Wer wissen will, ob Deutschland ein kinderreiches Land sein will, der sollte einen Blick auf das Steuersystem werfen. Für eine Frau mit einem Einkommen von 50.000 Euro im Jahr lohnt es sich deutlich mehr, einen arbeitslosen Mann zu heiraten und sich um ihn zu kümmern, als alleinerziehend um ein Kind. Durch das Ehegattensplitting reduziert sich das zu versteuernde Einkommen auf die Hälfte, die Ersparnis ist hoch. Durch den Entlastungsbeitrag für Alleinerziehende reduziert sich das zu versteuernde Einkommen nicht einmal um zehn Prozent, die Ersparnis ist gering.

Es ist also viel Luft nach oben in Sachen Kinderfreundlichkeit. Wer der sinkenden Geburtenrate etwas entgegensetzen will, findet in Deutschland noch zahlreiche weitere Schrauben, an denen sich drehen lässt. Frankreich zum Beispiel gewährt kinderreichen Familien sehr hohe Steuerfreibeträge. Für eine bessere Betreuung wäre es förderlich, wenn Arbeits- und Betreuungszeiten zusammenpassten und Schulen und Kitas nicht schon um vier ihre Türe schlössen. Der Wohnraum müsste in Köln und anderen Großstädten für kinderreiche Familien gefördert und damit günstig zu bekommen sein.

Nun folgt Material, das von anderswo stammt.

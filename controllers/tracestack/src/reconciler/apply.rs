//! Managed object convergence.
//!
//! Upserts the desired object set for one instance and prunes objects owned
//! by the previous reconcile that fell out of the set. Repeating an
//! unchanged desired set issues no mutating calls, so a crashed reconcile
//! can always be resumed by re-running the whole sequence.

use std::collections::BTreeMap;

use k8s_openapi::apimachinery::pkg::apis::meta::v1::OwnerReference;
use kube::Resource;
use tracing::{debug, info};

use cluster_store::{ClusterStore, ManifestKind, ManifestObject, ObjectRef};
use crds::TraceStack;

use crate::error::ControllerError;

/// Objects owned after a reconcile, keyed by uid.
///
/// Used solely to detect objects to prune on the next pass.
pub type OwnedIndex = BTreeMap<String, ObjectRef>;

/// Bounded retries for update-on-conflict.
const UPSERT_ATTEMPTS: u32 = 3;

/// Apply order: singletons, then configuration and secrets, then workloads,
/// then network-exposing objects. Keeps workloads from starting before their
/// configuration exists.
pub(super) fn kind_rank(kind: ManifestKind) -> u8 {
    match kind {
        ManifestKind::ServiceAccount => 0,
        ManifestKind::ConfigMap => 1,
        ManifestKind::Secret => 2,
        ManifestKind::StatefulSet => 3,
        ManifestKind::Deployment => 4,
        ManifestKind::Service => 5,
        ManifestKind::Ingress => 6,
    }
}

/// Converge the desired object set and prune orphans.
///
/// Every desired object is stamped with a controller owner reference to
/// `owner`, then created or updated in place; its live uid is recorded in
/// the returned index. Afterwards every entry of `previous` missing from
/// the new index is deleted.
pub async fn reconcile_managed_objects(
    store: &dyn ClusterStore,
    owner: &TraceStack,
    mut desired: Vec<ManifestObject>,
    previous: &OwnedIndex,
) -> Result<OwnedIndex, ControllerError> {
    desired.sort_by_key(|o| kind_rank(o.kind()));
    let owner_ref = controller_owner_ref(owner)?;

    let mut index = OwnedIndex::new();
    for mut object in desired {
        object.metadata_mut().owner_references = Some(vec![owner_ref.clone()]);
        let live = upsert(store, object).await?;
        if let Some(uid) = live.uid() {
            index.insert(uid.to_string(), live.object_ref());
        }
    }

    for (uid, reference) in previous {
        if index.contains_key(uid) {
            continue;
        }
        info!("Pruning {} no longer in the desired set", reference);
        match store.delete(reference).await {
            Ok(()) => {}
            Err(e) if e.is_not_found() => {
                debug!("{} already gone", reference);
            }
            Err(e) => return Err(e.into()),
        }
    }

    Ok(index)
}

/// Create the object if absent, update it only when the payload differs.
///
/// Returns the live object. An update that loses an optimistic-concurrency
/// race re-fetches and recomputes instead of overwriting blindly.
async fn upsert(
    store: &dyn ClusterStore,
    desired: ManifestObject,
) -> Result<ManifestObject, ControllerError> {
    let kind = desired.kind();
    let namespace = desired.namespace().to_string();
    let name = desired.name().to_string();

    let mut attempt = 0;
    loop {
        attempt += 1;
        match store.get(kind, &namespace, &name).await {
            Err(e) if e.is_not_found() => {
                debug!("Creating {} {}/{}", kind, namespace, name);
                match store.create(&desired).await {
                    Ok(live) => return Ok(live),
                    Err(e) if e.is_conflict() && attempt < UPSERT_ATTEMPTS => {
                        debug!(
                            "{} {}/{} appeared concurrently, re-fetching",
                            kind, namespace, name
                        );
                    }
                    Err(e) => return Err(e.into()),
                }
            }
            Err(e) => return Err(e.into()),
            Ok(live) => {
                if manifest_matches(&live, &desired) {
                    debug!("{} {}/{} already up to date", kind, namespace, name);
                    return Ok(live);
                }
                let mut updated = desired.clone();
                updated.metadata_mut().resource_version =
                    live.metadata().resource_version.clone();
                match store.update(&updated).await {
                    Ok(live) => {
                        info!("Updated {} {}/{}", kind, namespace, name);
                        return Ok(live);
                    }
                    Err(e) if e.is_conflict() && attempt < UPSERT_ATTEMPTS => {
                        debug!(
                            "Conflict updating {} {}/{}, re-fetching",
                            kind, namespace, name
                        );
                    }
                    Err(e) => return Err(e.into()),
                }
            }
        }
    }
}

/// Whether the live object already carries the desired payload.
///
/// Compares the fields the renderer sets; server-populated metadata and
/// status are ignored so a steady-state pass stays read-only.
fn manifest_matches(live: &ManifestObject, desired: &ManifestObject) -> bool {
    let live_meta = live.metadata();
    let desired_meta = desired.metadata();

    let labels_ok = match &desired_meta.labels {
        None => true,
        Some(want) => match &live_meta.labels {
            None => want.is_empty(),
            Some(have) => want.iter().all(|(k, v)| have.get(k) == Some(v)),
        },
    };
    if !labels_ok {
        return false;
    }

    let owners_ok = match (&desired_meta.owner_references, &live_meta.owner_references) {
        (None, _) => true,
        (Some(want), Some(have)) => want.iter().all(|w| have.contains(w)),
        (Some(_), None) => false,
    };
    if !owners_ok {
        return false;
    }

    match (live, desired) {
        (ManifestObject::ConfigMap(a), ManifestObject::ConfigMap(b)) => a.data == b.data,
        (ManifestObject::Secret(a), ManifestObject::Secret(b)) => {
            a.data == b.data && a.type_ == b.type_
        }
        (ManifestObject::Service(a), ManifestObject::Service(b)) => {
            let ports = |s: &k8s_openapi::api::core::v1::Service| {
                s.spec.as_ref().map(|sp| (sp.selector.clone(), sp.ports.clone()))
            };
            ports(a) == ports(b)
        }
        (ManifestObject::ServiceAccount(_), ManifestObject::ServiceAccount(_)) => true,
        (ManifestObject::Deployment(a), ManifestObject::Deployment(b)) => a.spec == b.spec,
        (ManifestObject::StatefulSet(a), ManifestObject::StatefulSet(b)) => a.spec == b.spec,
        (ManifestObject::Ingress(a), ManifestObject::Ingress(b)) => a.spec == b.spec,
        _ => false,
    }
}

/// Controller owner reference pointing at the TraceStack.
///
/// Cascade deletion of the whole instance is delegated to the platform's
/// ownership garbage collection.
fn controller_owner_ref(owner: &TraceStack) -> Result<OwnerReference, ControllerError> {
    let name = owner
        .metadata
        .name
        .clone()
        .ok_or_else(|| ControllerError::Internal("TraceStack has no name".to_string()))?;
    let uid = owner
        .metadata
        .uid
        .clone()
        .ok_or_else(|| ControllerError::Internal("TraceStack has no uid".to_string()))?;
    Ok(OwnerReference {
        api_version: TraceStack::api_version(&()).into_owned(),
        kind: TraceStack::kind(&()).into_owned(),
        name,
        uid,
        controller: Some(true),
        block_owner_deletion: Some(true),
    })
}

Und die Arbeitskultur? So lange Mütter von zwei Kindern im Schnitt am Ende ihres Lebens nur halb so viel Geld verdient haben wie Männer oder kinderlose Frauen, weil sie neben der unbezahlten Familienarbeit über eine unterqualifizierte Teilzeitkarriere nicht hinauskommen, so lange muss man sich nicht wundern, wenn sie sich ihren Kinderwunsch aus Angst vor Altersarmut verkneifen. Die Rechnung ist einfach: Gäbe es Anreize, die unbezahlte Arbeit, die mit einer Familie einhergeht, gerecht zwischen Männern und Frauen aufzuteilen, wäre das ein Raketenantrieb für die Bereitschaft, das Abenteuer Kinderkriegen auf sich zu nehmen.